## Task details
From the records below, please return each line that holds the word "same".

## Listed entries

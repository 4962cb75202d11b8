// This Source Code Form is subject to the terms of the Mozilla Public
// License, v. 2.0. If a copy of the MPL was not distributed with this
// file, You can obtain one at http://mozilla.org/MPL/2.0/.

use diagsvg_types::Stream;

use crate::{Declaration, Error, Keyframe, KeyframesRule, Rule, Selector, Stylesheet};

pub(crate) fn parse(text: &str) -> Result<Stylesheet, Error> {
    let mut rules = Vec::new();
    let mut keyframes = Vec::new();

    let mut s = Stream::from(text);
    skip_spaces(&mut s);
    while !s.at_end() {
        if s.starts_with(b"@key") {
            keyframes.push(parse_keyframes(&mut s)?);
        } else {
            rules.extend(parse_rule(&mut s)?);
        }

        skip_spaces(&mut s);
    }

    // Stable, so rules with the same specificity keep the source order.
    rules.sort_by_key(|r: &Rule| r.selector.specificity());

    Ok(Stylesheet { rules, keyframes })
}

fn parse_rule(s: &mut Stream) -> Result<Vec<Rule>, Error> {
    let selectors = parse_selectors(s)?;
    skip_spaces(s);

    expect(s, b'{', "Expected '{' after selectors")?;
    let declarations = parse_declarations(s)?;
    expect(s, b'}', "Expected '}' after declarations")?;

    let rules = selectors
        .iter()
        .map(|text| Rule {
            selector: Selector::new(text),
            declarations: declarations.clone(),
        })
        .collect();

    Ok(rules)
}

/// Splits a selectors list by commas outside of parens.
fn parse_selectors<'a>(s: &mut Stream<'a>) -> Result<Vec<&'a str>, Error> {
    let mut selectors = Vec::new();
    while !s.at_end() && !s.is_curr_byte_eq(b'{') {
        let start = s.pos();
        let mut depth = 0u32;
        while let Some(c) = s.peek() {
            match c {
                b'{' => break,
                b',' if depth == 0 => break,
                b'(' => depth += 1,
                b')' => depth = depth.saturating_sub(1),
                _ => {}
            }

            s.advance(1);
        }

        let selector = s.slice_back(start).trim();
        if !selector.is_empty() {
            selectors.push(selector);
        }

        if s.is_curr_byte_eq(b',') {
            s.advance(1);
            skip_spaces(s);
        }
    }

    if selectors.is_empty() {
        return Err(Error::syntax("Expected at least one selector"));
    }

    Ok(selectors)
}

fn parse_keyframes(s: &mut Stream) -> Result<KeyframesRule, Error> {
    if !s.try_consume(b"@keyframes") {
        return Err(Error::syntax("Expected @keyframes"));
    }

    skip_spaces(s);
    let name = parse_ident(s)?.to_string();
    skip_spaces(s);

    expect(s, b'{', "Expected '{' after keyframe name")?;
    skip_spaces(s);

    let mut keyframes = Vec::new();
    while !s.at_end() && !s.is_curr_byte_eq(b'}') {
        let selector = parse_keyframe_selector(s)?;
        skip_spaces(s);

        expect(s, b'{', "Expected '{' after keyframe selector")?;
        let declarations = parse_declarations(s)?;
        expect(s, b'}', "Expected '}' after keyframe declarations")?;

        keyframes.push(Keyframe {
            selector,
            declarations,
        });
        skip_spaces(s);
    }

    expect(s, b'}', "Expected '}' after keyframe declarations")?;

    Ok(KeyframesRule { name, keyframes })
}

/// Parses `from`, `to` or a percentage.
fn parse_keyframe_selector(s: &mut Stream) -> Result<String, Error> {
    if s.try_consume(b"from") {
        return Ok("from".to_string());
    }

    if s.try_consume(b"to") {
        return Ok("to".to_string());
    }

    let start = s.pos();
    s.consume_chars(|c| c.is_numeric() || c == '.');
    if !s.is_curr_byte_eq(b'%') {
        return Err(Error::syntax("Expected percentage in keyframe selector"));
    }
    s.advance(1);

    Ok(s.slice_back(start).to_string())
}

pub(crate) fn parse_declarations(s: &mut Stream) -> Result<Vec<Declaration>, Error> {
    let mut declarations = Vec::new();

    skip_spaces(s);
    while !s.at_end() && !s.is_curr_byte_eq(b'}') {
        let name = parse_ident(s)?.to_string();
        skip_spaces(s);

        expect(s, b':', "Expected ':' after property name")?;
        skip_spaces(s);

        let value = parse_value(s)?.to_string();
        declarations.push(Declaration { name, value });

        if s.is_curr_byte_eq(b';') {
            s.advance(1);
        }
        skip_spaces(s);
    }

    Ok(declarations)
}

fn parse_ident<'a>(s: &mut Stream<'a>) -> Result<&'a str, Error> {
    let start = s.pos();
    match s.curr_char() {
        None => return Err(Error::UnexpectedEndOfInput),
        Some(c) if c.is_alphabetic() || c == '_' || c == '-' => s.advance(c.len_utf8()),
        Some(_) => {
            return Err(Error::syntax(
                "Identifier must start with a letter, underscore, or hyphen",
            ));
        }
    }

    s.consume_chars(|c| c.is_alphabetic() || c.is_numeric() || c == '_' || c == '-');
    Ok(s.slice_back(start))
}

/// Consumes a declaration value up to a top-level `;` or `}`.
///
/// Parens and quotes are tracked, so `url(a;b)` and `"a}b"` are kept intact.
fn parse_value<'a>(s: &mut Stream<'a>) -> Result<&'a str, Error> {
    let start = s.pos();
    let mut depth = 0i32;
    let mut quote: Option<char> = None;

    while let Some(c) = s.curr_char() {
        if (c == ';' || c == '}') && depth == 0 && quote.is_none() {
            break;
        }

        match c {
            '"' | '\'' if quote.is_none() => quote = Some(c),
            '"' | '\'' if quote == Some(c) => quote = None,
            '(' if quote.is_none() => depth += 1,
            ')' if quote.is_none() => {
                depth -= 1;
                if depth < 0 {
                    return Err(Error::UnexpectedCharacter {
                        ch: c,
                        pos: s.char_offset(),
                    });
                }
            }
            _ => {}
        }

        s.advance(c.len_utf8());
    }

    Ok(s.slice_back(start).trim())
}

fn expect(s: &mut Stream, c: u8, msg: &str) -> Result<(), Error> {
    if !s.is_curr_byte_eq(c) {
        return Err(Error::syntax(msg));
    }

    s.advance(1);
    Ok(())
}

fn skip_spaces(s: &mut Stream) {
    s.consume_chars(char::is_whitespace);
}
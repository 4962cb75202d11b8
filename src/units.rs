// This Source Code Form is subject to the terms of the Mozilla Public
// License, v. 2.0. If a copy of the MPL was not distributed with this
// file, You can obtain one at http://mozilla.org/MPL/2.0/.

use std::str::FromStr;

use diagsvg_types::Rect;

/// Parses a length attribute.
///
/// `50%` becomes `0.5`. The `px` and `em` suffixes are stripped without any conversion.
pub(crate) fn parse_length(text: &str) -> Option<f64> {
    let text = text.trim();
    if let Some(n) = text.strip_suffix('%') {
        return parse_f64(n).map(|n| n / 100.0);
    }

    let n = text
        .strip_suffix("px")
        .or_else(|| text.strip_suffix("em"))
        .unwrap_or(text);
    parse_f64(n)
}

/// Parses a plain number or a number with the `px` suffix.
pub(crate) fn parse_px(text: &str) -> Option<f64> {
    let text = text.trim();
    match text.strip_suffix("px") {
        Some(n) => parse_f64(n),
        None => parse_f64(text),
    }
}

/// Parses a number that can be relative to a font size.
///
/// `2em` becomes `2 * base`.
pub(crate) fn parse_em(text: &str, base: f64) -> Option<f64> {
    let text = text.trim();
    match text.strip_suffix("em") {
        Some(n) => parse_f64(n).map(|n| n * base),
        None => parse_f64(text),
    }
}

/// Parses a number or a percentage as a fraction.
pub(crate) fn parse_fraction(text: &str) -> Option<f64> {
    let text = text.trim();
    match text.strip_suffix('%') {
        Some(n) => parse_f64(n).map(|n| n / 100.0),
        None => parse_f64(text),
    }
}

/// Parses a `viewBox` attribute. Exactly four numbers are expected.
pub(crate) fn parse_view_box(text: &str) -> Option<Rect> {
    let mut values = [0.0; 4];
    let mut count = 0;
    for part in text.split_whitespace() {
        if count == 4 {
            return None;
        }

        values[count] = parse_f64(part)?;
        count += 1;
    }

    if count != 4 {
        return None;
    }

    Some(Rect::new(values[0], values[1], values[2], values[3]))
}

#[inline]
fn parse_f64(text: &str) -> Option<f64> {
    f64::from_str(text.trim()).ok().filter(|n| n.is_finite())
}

* * *

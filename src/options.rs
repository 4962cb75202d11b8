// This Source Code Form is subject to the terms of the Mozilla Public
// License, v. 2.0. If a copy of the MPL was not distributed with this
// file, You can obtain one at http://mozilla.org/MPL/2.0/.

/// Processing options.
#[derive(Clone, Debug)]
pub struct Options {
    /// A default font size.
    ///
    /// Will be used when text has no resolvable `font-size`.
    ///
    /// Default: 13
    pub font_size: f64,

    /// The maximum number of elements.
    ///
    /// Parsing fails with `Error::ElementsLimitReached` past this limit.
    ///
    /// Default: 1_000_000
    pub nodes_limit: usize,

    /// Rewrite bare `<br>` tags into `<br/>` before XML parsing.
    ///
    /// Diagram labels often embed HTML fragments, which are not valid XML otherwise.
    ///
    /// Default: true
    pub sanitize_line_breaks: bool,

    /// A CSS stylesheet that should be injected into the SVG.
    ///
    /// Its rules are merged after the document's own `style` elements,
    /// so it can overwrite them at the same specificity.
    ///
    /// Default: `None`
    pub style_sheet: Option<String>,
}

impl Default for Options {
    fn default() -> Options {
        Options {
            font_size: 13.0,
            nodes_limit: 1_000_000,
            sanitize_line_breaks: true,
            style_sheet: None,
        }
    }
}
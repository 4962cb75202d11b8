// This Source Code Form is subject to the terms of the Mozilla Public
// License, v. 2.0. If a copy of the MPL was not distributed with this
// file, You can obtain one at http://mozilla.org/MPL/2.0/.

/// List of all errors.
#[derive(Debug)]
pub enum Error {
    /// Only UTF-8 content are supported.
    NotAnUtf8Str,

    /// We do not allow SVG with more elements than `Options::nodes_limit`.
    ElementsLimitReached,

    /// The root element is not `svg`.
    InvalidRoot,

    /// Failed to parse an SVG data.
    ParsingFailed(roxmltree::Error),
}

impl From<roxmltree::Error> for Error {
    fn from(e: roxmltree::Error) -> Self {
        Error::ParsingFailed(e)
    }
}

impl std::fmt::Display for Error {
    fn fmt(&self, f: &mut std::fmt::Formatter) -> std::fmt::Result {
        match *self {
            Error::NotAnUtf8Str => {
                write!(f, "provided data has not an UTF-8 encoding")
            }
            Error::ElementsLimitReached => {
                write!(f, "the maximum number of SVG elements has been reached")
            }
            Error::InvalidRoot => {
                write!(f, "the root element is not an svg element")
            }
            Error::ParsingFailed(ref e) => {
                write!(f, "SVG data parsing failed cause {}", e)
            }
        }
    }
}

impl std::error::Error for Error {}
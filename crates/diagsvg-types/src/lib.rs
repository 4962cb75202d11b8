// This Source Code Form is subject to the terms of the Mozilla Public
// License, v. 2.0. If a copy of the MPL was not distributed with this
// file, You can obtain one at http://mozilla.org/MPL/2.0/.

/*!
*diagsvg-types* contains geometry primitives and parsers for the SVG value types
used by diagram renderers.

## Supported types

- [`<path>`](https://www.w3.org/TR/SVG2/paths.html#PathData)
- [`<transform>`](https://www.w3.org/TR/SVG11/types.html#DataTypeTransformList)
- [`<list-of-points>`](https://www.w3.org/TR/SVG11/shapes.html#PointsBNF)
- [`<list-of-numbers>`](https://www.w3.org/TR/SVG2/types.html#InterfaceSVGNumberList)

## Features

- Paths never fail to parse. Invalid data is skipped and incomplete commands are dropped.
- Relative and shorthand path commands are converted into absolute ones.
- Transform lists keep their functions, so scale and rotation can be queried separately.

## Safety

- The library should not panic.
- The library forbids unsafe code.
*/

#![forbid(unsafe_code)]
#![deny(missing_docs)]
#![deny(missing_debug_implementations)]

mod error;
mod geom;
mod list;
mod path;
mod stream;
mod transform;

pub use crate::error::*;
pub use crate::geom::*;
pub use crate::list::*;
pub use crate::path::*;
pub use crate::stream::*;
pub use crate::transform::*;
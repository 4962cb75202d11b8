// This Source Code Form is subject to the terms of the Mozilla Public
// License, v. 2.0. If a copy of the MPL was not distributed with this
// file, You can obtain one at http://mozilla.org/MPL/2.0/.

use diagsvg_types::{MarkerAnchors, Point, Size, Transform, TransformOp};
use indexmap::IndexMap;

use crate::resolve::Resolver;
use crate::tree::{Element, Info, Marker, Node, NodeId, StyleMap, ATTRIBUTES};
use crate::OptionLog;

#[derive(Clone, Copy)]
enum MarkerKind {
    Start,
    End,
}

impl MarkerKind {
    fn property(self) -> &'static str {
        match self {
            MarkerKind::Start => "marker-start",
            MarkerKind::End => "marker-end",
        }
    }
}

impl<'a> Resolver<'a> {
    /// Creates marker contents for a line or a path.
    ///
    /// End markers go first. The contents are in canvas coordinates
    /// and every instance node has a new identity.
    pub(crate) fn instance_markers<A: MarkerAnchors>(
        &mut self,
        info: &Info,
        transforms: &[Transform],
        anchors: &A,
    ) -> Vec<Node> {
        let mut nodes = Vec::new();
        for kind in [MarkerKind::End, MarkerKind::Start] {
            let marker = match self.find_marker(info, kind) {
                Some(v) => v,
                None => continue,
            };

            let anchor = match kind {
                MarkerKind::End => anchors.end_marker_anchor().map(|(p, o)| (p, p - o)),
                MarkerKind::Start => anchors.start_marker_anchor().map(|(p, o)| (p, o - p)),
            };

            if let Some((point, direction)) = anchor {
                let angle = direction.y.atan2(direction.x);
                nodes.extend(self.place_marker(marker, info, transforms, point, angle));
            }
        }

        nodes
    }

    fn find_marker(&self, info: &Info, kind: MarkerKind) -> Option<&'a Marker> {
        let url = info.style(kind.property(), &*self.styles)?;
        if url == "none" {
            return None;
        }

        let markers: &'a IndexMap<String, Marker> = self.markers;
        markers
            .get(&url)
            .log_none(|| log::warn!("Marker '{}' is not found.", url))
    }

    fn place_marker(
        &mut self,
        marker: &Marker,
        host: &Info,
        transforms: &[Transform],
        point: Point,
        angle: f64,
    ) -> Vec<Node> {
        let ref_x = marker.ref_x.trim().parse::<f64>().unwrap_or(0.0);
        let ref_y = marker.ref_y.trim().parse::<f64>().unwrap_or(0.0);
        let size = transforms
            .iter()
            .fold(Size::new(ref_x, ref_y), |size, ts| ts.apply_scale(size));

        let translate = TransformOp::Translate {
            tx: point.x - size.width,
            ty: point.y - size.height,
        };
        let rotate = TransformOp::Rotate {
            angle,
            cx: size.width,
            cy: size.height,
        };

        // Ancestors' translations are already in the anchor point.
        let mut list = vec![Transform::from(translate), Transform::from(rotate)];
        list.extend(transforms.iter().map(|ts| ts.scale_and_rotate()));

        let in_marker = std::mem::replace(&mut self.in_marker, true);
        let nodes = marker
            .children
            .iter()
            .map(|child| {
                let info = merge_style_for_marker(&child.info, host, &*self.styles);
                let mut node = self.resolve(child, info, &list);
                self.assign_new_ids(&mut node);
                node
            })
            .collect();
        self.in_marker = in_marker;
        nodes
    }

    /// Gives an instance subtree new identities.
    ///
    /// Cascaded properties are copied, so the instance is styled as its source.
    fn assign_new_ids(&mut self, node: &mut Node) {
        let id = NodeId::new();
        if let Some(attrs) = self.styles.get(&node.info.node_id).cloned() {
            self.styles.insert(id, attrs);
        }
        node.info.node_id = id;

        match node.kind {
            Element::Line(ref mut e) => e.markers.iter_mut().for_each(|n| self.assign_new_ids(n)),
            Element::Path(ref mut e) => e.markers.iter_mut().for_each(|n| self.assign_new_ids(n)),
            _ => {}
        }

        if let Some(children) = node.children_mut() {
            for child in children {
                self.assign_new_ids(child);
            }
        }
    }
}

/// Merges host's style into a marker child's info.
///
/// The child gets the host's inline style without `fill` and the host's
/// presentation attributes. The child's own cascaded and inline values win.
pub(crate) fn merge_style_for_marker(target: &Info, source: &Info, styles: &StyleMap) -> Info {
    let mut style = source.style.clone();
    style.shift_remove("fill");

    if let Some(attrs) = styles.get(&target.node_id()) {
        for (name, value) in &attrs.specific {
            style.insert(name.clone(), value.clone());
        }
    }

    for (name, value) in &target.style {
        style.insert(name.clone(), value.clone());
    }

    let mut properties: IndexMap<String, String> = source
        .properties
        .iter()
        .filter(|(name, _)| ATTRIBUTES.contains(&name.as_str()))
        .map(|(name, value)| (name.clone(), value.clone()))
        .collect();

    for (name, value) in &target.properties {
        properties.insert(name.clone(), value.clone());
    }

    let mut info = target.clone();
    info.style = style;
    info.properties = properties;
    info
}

## Worked solution
    // Stable, so rules with the same specificity keep the source order.
    /// so it can overwrite them at the same specificity.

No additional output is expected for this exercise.